AI Codiny makes it easy to understand, access and use AI coding principles because it is stacked in the form of blocks instead of the complex and difficult methods of conventional coding. Even novices unfamiliar with AI coding can easily use AI services with just a few mouse clicks.

KT this year will also roll out as new tools for AI Codiny prefabricated drones and game engines.

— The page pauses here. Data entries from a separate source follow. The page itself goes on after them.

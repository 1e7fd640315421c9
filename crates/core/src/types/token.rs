//! Bearer credential type.
//!
//! The backend issues an opaque token at login; the client attaches it to
//! every authenticated request and persists it verbatim between sessions.

use core::fmt;

use serde::{Deserialize, Serialize};

/// Error returned when constructing an [`AuthToken`] from an empty string.
#[derive(thiserror::Error, Debug, Clone, PartialEq, Eq)]
#[error("auth token cannot be empty")]
pub struct AuthTokenError;

/// An opaque bearer credential.
///
/// The only structural invariant is non-emptiness: a present principal
/// always carries a usable token. The token contents are never inspected
/// by the client.
#[derive(Clone, PartialEq, Eq, Hash, Serialize, Deserialize)]
#[serde(transparent)]
pub struct AuthToken(String);

impl AuthToken {
    /// Wrap a token string.
    ///
    /// # Errors
    ///
    /// Returns [`AuthTokenError`] if the string is empty.
    pub fn parse(s: impl Into<String>) -> Result<Self, AuthTokenError> {
        let s = s.into();
        if s.is_empty() {
            return Err(AuthTokenError);
        }
        Ok(Self(s))
    }

    /// The raw token, for the `Authorization: Bearer` header.
    #[must_use]
    pub fn expose(&self) -> &str {
        &self.0
    }
}

// Keep tokens out of logs; Debug shows only the length.
impl fmt::Debug for AuthToken {
    fn fmt(&self, f: &mut fmt::Formatter<'_>) -> fmt::Result {
        write!(f, "AuthToken(len={})", self.0.len())
    }
}
//! Café and table endpoints.

use chrono::{NaiveDate, NaiveTime};
use digital_cafe_core::{CafeId, TableId, TableStatus, UserId};
use serde_json::json;
use tracing::instrument;

use super::types::{Cafe, CafeTable};
use super::{CafeApi, GatewayError};

impl CafeApi {
    /// `GET cafes`.
    ///
    /// # Errors
    ///
    /// Returns [`GatewayError`] on any failed call.
    #[instrument(skip(self))]
    pub async fn cafes(&self) -> Result<Vec<Cafe>, GatewayError> {
        self.get_json("cafes").await
    }

    /// `GET cafes/{id}`.
    ///
    /// # Errors
    ///
    /// Returns [`GatewayError`] on any failed call.
    #[instrument(skip(self))]
    pub async fn cafe(&self, id: CafeId) -> Result<Cafe, GatewayError> {
        self.get_json(&format!("cafes/{id}")).await
    }

    /// `GET cafes/owner/{ownerId}`.
    ///
    /// # Errors
    ///
    /// Returns [`GatewayError`] on any failed call.
    #[instrument(skip(self))]
    pub async fn cafes_by_owner(&self, owner_id: UserId) -> Result<Vec<Cafe>, GatewayError> {
        self.get_json(&format!("cafes/owner/{owner_id}")).await
    }

    /// `POST cafes`.
    ///
    /// # Errors
    ///
    /// Returns [`GatewayError`] on any failed call.
    #[instrument(skip(self, cafe), fields(name = %cafe.name))]
    pub async fn create_cafe(&self, cafe: &Cafe) -> Result<Cafe, GatewayError> {
        self.post_json("cafes", cafe).await
    }

    /// `PUT cafes/{id}`.
    ///
    /// # Errors
    ///
    /// Returns [`GatewayError`] on any failed call.
    #[instrument(skip(self, cafe))]
    pub async fn update_cafe(&self, id: CafeId, cafe: &Cafe) -> Result<Cafe, GatewayError> {
        self.put_json(&format!("cafes/{id}"), cafe).await
    }

    /// `DELETE cafes/{id}`.
    ///
    /// # Errors
    ///
    /// Returns [`GatewayError`] on any failed call.
    #[instrument(skip(self))]
    pub async fn delete_cafe(&self, id: CafeId) -> Result<(), GatewayError> {
        self.delete(&format!("cafes/{id}")).await
    }

    // -------------------------------------------------------------------------
    // Tables
    // -------------------------------------------------------------------------

    /// `GET cafes/{cafeId}/tables`.
    ///
    /// # Errors
    ///
    /// Returns [`GatewayError`] on any failed call.
    #[instrument(skip(self))]
    pub async fn tables(&self, cafe_id: CafeId) -> Result<Vec<CafeTable>, GatewayError> {
        self.get_json(&format!("cafes/{cafe_id}/tables")).await
    }

    /// `GET cafes/{cafeId}/tables/available?date=...&time=...` - tables
    /// free for a booking slot.
    ///
    /// # Errors
    ///
    /// Returns [`GatewayError`] on any failed call.
    #[instrument(skip(self))]
    pub async fn available_tables(
        &self,
        cafe_id: CafeId,
        date: NaiveDate,
        time: NaiveTime,
    ) -> Result<Vec<CafeTable>, GatewayError> {
        let builder = self
            .builder(
                reqwest::Method::GET,
                &format!("cafes/{cafe_id}/tables/available"),
            )?
            .query(&[("date", date.to_string()), ("time", time.to_string())]);
        self.execute(builder, super::Credential::Bearer).await
    }

    /// `POST cafes/{cafeId}/tables`.
    ///
    /// # Errors
    ///
    /// Returns [`GatewayError`] on any failed call.
    #[instrument(skip(self, table), fields(table = %table.table_number))]
    pub async fn create_table(
        &self,
        cafe_id: CafeId,
        table: &CafeTable,
    ) -> Result<CafeTable, GatewayError> {
        self.post_json(&format!("cafes/{cafe_id}/tables"), table)
            .await
    }

    /// `PATCH tables/{tableId}/status`.
    ///
    /// # Errors
    ///
    /// Returns [`GatewayError`] on any failed call.
    #[instrument(skip(self))]
    pub async fn set_table_status(
        &self,
        table_id: TableId,
        status: TableStatus,
    ) -> Result<CafeTable, GatewayError> {
        self.patch_json(
            &format!("tables/{table_id}/status"),
            &json!({ "status": status }),
        )
        .await
    }
}
//! The application route table.
//!
//! Each navigable resource carries an immutable [`RouteRule`]. The hosting
//! router looks the rule up with [`rule_for`] and evaluates it through the
//! access gate on every navigation attempt.

use digital_cafe_core::Role;

use crate::access::{AccessDecision, RouteRule, evaluate};
use crate::session::Principal;

/// A navigable path and its access rule.
#[derive(Debug, Clone, Copy)]
pub struct Route {
    /// Path as registered with the router.
    pub path: &'static str,
    /// Access requirements for this path.
    pub rule: RouteRule,
}

/// All registered routes. Unknown paths fall back to home, which is public.
pub const ROUTES: &[Route] = &[
    Route {
        path: "/",
        rule: RouteRule::public(),
    },
    Route {
        path: "/menu",
        rule: RouteRule::public(),
    },
    Route {
        path: "/cart",
        rule: RouteRule::public(),
    },
    Route {
        path: "/auth/login",
        rule: RouteRule::public(),
    },
    Route {
        path: "/auth/register",
        rule: RouteRule::public(),
    },
    Route {
        path: "/auth/verify-email",
        rule: RouteRule::public(),
    },
    Route {
        path: "/auth/forgot-password",
        rule: RouteRule::public(),
    },
    Route {
        path: "/unauthorized",
        rule: RouteRule::public(),
    },
    Route {
        path: "/profile",
        rule: RouteRule::authenticated(),
    },
    Route {
        path: "/orders",
        rule: RouteRule::authenticated(),
    },
    Route {
        path: "/bookings",
        rule: RouteRule::authenticated(),
    },
    Route {
        path: "/dashboard/admin",
        rule: RouteRule::roles(&[Role::Admin]),
    },
    Route {
        path: "/dashboard/owner",
        rule: RouteRule::roles(&[Role::CafeOwner]),
    },
    Route {
        path: "/dashboard/chef",
        rule: RouteRule::roles(&[Role::Chef]),
    },
    Route {
        path: "/dashboard/waiter",
        rule: RouteRule::roles(&[Role::Waiter]),
    },
    Route {
        path: "/dashboard/customer",
        rule: RouteRule::roles(&[Role::Customer]),
    },
    Route {
        path: "/staff/create",
        rule: RouteRule::roles(&[Role::Admin, Role::CafeOwner]),
    },
];

/// Look up the rule for a path. `None` means the path is unregistered and
/// the router should fall back to home.
#[must_use]
pub fn rule_for(path: &str) -> Option<&'static RouteRule> {
    ROUTES
        .iter()
        .find(|route| route.path == path)
        .map(|route| &route.rule)
}

/// Evaluate a navigation attempt to `path` for `principal`.
///
/// Re-evaluated fresh on every call; nothing is cached. Unregistered paths
/// are allowed (the router redirects them home, which is public).
#[must_use]
pub fn decide(path: &str, principal: Option<&Principal>) -> AccessDecision {
    rule_for(path).map_or(AccessDecision::Allow, |rule| evaluate(principal, rule))
}

#[cfg(test)]
#[allow(clippy::unwrap_used)]
mod tests {
    use super::*;
    use crate::access::RedirectTarget;
    use digital_cafe_core::{AuthToken, Email, UserId};

    fn principal(role: Role) -> Principal {
        Principal {
            id: UserId::new(1),
            display_name: "p".to_owned(),
            email: Email::parse("p@example.com").unwrap(),
            role,
            email_verified: true,
            profile_completed: true,
            token: AuthToken::parse("t").unwrap(),
        }
    }

    #[test]
    fn test_menu_and_cart_are_public() {
        assert!(decide("/menu", None).is_allowed());
        assert!(decide("/cart", None).is_allowed());
    }

    #[test]
    fn test_each_dashboard_admits_only_its_role() {
        let dashboards = [
            ("/dashboard/admin", Role::Admin),
            ("/dashboard/owner", Role::CafeOwner),
            ("/dashboard/chef", Role::Chef),
            ("/dashboard/waiter", Role::Waiter),
            ("/dashboard/customer", Role::Customer),
        ];

        for (path, allowed_role) in dashboards {
            for role in Role::ALL {
                let p = principal(role);
                let decision = decide(path, Some(&p));
                if role == allowed_role {
                    assert!(decision.is_allowed(), "{role} should reach {path}");
                } else {
                    assert_eq!(
                        decision,
                        AccessDecision::Deny(RedirectTarget::Unauthorized),
                        "{role} should be denied {path}"
                    );
                }
            }
        }
    }

    #[test]
    fn test_profile_requires_any_authenticated_role() {
        assert_eq!(
            decide("/profile", None),
            AccessDecision::Deny(RedirectTarget::Login)
        );
        let customer = principal(Role::Customer);
        assert!(decide("/profile", Some(&customer)).is_allowed());
    }

    #[test]
    fn test_staff_creation_restricted_to_admin_and_owner() {
        let owner = principal(Role::CafeOwner);
        let waiter = principal(Role::Waiter);
        assert!(decide("/staff/create", Some(&owner)).is_allowed());
        assert_eq!(
            decide("/staff/create", Some(&waiter)),
            AccessDecision::Deny(RedirectTarget::Unauthorized)
        );
    }

    #[test]
    fn test_unregistered_path_falls_through() {
        assert!(rule_for("/no-such-page").is_none());
        assert!(decide("/no-such-page", None).is_allowed());
    }
}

Announcing the provision of creative AI coding education of varying difficulty levels, it added, “This is to expand the environment of use to make AI coding education more interesting and efficient."

KT said it has supplied AI Codiny to around 2,500 elementary, middle, and high school classrooms nationwide, with the goal of expanding the service to all colleges.

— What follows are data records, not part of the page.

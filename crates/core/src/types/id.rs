//! Newtype IDs for type-safe entity references.
//!
//! Use the `define_id!` macro to create type-safe ID wrappers that prevent
//! accidentally mixing IDs from different entity types.

/// Macro to define a type-safe ID wrapper.
///
/// Creates a newtype wrapper around `i64` with:
/// - `Serialize`/`Deserialize` with `#[serde(transparent)]`
/// - `Debug`, `Clone`, `Copy`, `PartialEq`, `Eq`, `Hash`
/// - Conversion methods: `new()`, `as_i64()`
/// - `From<i64>` and `Into<i64>` implementations
///
/// # Example
///
/// ```rust
/// # use digital_cafe_core::define_id;
/// define_id!(CustomerId);
/// define_id!(TicketId);
///
/// let customer_id = CustomerId::new(1);
/// let ticket_id = TicketId::new(1);
///
/// // These are different types, so this won't compile:
/// // let _: CustomerId = ticket_id;
/// ```
#[macro_export]
macro_rules! define_id {
    ($name:ident) => {
        #[derive(
            Debug,
            Clone,
            Copy,
            PartialEq,
            Eq,
            Hash,
            PartialOrd,
            Ord,
            ::serde::Serialize,
            ::serde::Deserialize
        )]
        #[serde(transparent)]
        pub struct $name(i64);

        impl $name {
            /// Create a new ID from an i64 value.
            #[must_use]
            pub const fn new(id: i64) -> Self {
                Self(id)
            }

            /// Get the underlying i64 value.
            #[must_use]
            pub const fn as_i64(&self) -> i64 {
                self.0
            }
        }

        impl ::core::fmt::Display for $name {
            fn fmt(&self, f: &mut ::core::fmt::Formatter<'_>) -> ::core::fmt::Result {
                write!(f, "{}", self.0)
            }
        }

        impl From<i64> for $name {
            fn from(id: i64) -> Self {
                Self(id)
            }
        }

        impl From<$name> for i64 {
            fn from(id: $name) -> Self {
                id.0
            }
        }
    };
}

// Define standard entity IDs
define_id!(UserId);
define_id!(CafeId);
define_id!(TableId);
define_id!(MenuItemId);
define_id!(CategoryId);
define_id!(OrderId);
define_id!(BookingId);
define_id!(PaymentId);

The platform is also used in preparation for the AI Certificate for Everyone (AICE), which assesses AI application capabilities and as the nation’s first AI educational and evaluation tool jointly developed by The Korea Economic Daily and KT.

Mostly adults and high school students have used AICE, but the latter now covers elementary and middle school students through the recent release of AICE Future.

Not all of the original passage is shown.